| INSTRUCTIONS FOR THE TASK |
Search the entries for the string "registers" and give the number of lines that hold it, nothing more.

| RAW DATA |

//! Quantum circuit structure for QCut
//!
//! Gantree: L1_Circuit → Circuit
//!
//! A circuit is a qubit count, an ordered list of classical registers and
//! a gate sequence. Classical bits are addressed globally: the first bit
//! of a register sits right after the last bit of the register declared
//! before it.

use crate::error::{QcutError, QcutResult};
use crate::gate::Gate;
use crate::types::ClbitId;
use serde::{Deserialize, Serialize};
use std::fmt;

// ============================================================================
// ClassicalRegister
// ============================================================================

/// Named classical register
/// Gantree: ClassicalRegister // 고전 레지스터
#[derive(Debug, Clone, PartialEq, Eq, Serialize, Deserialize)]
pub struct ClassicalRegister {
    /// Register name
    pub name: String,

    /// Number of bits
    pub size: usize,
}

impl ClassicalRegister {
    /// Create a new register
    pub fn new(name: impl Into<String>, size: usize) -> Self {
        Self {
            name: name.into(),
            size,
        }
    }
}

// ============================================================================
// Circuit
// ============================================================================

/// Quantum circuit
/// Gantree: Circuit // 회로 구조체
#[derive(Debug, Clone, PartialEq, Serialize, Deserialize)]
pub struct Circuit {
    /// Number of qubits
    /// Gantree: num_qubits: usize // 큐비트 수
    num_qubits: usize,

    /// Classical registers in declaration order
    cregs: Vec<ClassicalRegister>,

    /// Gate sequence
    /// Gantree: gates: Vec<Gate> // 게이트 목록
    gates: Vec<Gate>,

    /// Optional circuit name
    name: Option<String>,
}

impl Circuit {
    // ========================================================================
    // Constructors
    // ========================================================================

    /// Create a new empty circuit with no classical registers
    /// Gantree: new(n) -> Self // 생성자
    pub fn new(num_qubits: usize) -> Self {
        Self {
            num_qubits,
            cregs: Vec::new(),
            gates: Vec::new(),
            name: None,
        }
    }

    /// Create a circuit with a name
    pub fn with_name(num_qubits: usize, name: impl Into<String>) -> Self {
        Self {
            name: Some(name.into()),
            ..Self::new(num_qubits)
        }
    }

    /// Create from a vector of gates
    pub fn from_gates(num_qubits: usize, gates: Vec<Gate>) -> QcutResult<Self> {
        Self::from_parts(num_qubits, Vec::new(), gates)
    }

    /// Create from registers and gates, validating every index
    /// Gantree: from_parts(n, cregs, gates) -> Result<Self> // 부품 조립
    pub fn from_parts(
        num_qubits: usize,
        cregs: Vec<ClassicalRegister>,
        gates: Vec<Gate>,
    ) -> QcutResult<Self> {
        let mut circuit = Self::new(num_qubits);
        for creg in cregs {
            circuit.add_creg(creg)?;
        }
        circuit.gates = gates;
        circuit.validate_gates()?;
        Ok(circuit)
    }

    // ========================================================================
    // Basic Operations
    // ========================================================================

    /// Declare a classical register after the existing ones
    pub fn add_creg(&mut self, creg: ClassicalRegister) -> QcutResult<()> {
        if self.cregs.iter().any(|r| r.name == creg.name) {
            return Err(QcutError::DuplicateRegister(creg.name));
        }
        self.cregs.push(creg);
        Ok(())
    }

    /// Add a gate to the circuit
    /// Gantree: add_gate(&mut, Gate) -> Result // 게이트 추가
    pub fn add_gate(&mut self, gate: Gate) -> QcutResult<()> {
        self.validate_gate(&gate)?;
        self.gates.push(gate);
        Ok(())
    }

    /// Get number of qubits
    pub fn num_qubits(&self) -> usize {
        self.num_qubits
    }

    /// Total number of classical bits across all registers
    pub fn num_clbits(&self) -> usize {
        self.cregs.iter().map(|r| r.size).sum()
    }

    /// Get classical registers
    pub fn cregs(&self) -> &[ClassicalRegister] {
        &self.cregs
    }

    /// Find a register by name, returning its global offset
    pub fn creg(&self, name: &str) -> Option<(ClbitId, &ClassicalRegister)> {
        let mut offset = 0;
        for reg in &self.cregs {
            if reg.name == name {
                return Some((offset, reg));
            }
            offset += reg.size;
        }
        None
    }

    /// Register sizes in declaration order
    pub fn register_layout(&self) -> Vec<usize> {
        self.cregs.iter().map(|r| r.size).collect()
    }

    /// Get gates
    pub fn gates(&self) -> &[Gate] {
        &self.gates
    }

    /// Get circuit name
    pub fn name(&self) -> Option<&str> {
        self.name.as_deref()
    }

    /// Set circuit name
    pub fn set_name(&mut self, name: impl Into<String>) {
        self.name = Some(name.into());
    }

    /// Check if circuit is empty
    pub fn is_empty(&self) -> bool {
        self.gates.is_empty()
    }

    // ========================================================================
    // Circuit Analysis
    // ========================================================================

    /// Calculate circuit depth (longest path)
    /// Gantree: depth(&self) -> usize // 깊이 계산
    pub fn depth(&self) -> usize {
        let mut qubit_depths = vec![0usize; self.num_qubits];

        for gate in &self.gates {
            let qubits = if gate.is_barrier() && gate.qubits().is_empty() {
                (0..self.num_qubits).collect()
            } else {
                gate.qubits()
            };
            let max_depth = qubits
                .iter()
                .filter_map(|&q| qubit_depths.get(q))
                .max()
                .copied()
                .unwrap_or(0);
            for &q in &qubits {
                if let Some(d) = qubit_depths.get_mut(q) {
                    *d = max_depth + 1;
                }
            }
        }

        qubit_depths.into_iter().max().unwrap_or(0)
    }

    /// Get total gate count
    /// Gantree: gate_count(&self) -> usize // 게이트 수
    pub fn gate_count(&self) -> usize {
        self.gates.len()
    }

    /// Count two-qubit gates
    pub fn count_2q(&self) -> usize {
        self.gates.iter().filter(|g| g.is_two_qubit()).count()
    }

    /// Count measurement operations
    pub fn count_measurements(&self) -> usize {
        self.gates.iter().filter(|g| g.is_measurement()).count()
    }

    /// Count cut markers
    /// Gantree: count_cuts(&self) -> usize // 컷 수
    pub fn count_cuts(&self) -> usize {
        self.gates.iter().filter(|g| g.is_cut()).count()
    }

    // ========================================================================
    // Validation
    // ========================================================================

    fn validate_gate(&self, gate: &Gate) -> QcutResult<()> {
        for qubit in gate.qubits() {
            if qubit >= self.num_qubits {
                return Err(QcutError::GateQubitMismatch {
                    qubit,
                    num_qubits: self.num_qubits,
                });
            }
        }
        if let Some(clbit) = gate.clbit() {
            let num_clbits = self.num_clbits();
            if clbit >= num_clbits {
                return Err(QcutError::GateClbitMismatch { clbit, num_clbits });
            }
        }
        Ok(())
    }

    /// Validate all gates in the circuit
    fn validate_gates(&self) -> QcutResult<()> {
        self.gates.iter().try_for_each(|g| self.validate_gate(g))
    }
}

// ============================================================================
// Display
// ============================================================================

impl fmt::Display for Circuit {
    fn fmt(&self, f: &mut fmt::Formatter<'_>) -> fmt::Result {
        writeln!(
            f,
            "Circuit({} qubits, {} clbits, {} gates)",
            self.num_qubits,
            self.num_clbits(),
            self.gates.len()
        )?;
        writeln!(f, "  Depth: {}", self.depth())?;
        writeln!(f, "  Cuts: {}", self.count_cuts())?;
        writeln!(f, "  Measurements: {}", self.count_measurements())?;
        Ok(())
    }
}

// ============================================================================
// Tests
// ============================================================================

==

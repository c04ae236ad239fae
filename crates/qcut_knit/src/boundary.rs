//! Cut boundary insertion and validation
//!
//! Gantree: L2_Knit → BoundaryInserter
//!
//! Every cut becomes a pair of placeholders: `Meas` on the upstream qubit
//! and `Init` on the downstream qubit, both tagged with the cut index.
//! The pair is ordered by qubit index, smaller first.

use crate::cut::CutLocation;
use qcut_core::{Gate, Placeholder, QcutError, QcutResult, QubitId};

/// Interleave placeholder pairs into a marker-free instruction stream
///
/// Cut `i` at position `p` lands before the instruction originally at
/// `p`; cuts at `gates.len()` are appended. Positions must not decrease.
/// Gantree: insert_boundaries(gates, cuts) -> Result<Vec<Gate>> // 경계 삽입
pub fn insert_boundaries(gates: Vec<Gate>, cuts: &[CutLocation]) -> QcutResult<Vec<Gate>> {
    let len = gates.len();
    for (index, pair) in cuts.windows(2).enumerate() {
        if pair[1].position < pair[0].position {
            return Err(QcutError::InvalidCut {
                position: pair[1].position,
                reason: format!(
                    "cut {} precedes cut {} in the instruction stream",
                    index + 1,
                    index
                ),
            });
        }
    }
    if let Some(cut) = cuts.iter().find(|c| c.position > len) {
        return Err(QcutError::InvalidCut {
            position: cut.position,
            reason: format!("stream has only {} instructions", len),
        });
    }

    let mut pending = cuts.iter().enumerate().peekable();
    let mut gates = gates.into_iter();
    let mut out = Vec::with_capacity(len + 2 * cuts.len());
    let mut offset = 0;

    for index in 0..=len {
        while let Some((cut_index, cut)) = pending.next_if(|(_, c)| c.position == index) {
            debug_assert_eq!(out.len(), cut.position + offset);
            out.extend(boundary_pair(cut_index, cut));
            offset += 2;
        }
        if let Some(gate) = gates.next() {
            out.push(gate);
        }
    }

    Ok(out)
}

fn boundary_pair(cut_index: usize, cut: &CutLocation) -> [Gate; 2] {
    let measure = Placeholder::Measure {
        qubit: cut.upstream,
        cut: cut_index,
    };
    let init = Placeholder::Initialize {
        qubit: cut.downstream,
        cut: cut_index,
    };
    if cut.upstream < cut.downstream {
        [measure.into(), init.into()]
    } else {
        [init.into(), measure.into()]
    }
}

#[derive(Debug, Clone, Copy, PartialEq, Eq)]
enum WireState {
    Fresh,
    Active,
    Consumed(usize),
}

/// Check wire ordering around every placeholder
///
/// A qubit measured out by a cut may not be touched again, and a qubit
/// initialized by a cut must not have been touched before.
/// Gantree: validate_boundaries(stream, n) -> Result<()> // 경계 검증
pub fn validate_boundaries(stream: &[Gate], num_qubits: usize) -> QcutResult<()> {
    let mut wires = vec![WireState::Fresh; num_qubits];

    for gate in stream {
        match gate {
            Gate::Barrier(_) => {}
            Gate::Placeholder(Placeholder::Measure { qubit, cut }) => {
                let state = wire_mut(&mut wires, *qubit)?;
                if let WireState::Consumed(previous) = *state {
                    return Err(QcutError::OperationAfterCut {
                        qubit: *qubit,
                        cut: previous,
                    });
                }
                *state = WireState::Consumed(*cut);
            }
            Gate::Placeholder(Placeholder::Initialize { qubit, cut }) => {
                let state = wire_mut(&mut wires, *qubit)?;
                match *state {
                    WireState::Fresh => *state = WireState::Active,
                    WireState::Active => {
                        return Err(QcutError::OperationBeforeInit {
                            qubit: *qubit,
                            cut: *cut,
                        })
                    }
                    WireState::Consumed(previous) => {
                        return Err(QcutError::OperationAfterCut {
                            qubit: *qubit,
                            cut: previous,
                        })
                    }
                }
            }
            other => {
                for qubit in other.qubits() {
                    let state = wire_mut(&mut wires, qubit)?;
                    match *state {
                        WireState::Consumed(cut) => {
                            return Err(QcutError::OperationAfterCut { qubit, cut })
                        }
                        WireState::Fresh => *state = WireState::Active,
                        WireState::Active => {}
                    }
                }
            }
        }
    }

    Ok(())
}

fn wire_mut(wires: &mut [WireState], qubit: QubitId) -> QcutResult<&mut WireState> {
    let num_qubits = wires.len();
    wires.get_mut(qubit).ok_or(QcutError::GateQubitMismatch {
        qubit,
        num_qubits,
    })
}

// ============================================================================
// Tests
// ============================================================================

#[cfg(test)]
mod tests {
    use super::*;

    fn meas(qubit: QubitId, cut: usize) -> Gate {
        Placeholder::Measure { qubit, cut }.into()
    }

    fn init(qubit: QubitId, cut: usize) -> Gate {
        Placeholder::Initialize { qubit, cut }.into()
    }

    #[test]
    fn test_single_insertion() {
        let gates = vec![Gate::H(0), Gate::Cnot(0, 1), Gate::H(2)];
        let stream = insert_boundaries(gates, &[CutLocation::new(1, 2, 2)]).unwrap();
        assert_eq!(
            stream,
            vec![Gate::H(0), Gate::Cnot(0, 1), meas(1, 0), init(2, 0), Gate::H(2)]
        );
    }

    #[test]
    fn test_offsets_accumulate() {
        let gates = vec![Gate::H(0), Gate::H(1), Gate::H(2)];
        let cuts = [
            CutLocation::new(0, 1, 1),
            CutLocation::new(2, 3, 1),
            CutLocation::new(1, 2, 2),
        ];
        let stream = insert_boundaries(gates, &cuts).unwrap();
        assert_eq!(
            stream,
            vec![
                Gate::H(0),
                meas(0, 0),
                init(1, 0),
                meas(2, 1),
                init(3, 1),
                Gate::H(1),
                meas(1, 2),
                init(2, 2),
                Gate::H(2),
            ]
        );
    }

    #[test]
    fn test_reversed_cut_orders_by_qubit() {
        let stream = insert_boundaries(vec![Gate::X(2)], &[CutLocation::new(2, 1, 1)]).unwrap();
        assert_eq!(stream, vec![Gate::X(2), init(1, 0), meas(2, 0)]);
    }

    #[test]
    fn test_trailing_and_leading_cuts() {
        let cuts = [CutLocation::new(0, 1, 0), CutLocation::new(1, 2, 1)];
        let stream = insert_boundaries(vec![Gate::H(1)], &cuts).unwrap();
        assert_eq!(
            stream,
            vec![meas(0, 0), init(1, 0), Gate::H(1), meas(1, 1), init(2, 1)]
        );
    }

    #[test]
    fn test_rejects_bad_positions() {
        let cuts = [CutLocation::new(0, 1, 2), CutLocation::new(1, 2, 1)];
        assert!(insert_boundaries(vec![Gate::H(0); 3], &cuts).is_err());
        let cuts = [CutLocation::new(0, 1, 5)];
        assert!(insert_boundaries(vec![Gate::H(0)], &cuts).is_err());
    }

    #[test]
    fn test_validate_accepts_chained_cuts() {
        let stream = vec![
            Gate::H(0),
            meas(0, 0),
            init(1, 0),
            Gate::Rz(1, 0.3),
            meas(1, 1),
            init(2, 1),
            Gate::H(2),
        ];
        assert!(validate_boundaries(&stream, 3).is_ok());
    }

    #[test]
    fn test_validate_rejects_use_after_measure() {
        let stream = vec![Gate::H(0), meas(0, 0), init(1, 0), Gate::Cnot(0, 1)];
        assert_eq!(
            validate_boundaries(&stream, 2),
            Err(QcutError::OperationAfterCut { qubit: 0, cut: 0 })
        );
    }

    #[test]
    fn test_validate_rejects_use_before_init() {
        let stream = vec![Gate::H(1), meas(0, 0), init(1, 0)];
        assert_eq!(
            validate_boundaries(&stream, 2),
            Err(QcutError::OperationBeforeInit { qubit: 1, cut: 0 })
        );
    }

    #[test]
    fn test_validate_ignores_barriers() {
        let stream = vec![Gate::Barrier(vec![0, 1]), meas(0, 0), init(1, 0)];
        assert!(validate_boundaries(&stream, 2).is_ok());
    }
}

| FINISHED EXERCISE |
6